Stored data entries
┌──

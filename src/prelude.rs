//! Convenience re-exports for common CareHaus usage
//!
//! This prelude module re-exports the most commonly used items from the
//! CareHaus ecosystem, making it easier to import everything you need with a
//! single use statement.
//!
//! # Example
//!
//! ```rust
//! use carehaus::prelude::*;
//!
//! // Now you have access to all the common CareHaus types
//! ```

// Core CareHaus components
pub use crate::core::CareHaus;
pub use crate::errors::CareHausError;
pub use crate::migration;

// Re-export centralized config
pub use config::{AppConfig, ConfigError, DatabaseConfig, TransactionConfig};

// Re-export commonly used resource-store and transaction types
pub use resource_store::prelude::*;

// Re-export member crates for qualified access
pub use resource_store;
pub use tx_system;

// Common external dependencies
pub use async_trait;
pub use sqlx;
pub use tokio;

└──
┌──

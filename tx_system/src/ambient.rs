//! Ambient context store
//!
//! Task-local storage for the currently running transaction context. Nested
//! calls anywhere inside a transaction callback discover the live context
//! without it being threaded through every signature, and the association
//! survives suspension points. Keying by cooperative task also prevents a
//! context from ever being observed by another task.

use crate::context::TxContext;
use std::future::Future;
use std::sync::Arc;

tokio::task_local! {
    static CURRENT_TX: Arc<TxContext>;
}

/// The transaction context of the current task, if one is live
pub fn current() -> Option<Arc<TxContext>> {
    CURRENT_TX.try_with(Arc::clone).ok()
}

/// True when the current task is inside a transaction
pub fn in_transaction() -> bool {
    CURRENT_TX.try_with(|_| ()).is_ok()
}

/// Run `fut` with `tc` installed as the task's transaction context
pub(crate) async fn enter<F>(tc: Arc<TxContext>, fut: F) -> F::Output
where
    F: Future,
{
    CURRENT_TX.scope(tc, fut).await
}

└──

- [Aim of the exercise]: Retype exactly the lines of the data above that fall between the line with "pub use crate::core::CareHaus;" and the line with "pub use tokio;", inclusive, and add nothing.

- [Answer]:
pub use crate::core::CareHaus;
pub use crate::errors::CareHausError;
pub use crate::migration;

// Re-export centralized config
pub use config::{AppConfig, ConfigError, DatabaseConfig, TransactionConfig};

// Re-export commonly used resource-store and transaction types
pub use resource_store::prelude::*;

// Re-export member crates for qualified access
pub use resource_store;
pub use tx_system;

// Common external dependencies
pub use async_trait;
pub use sqlx;
pub use tokio;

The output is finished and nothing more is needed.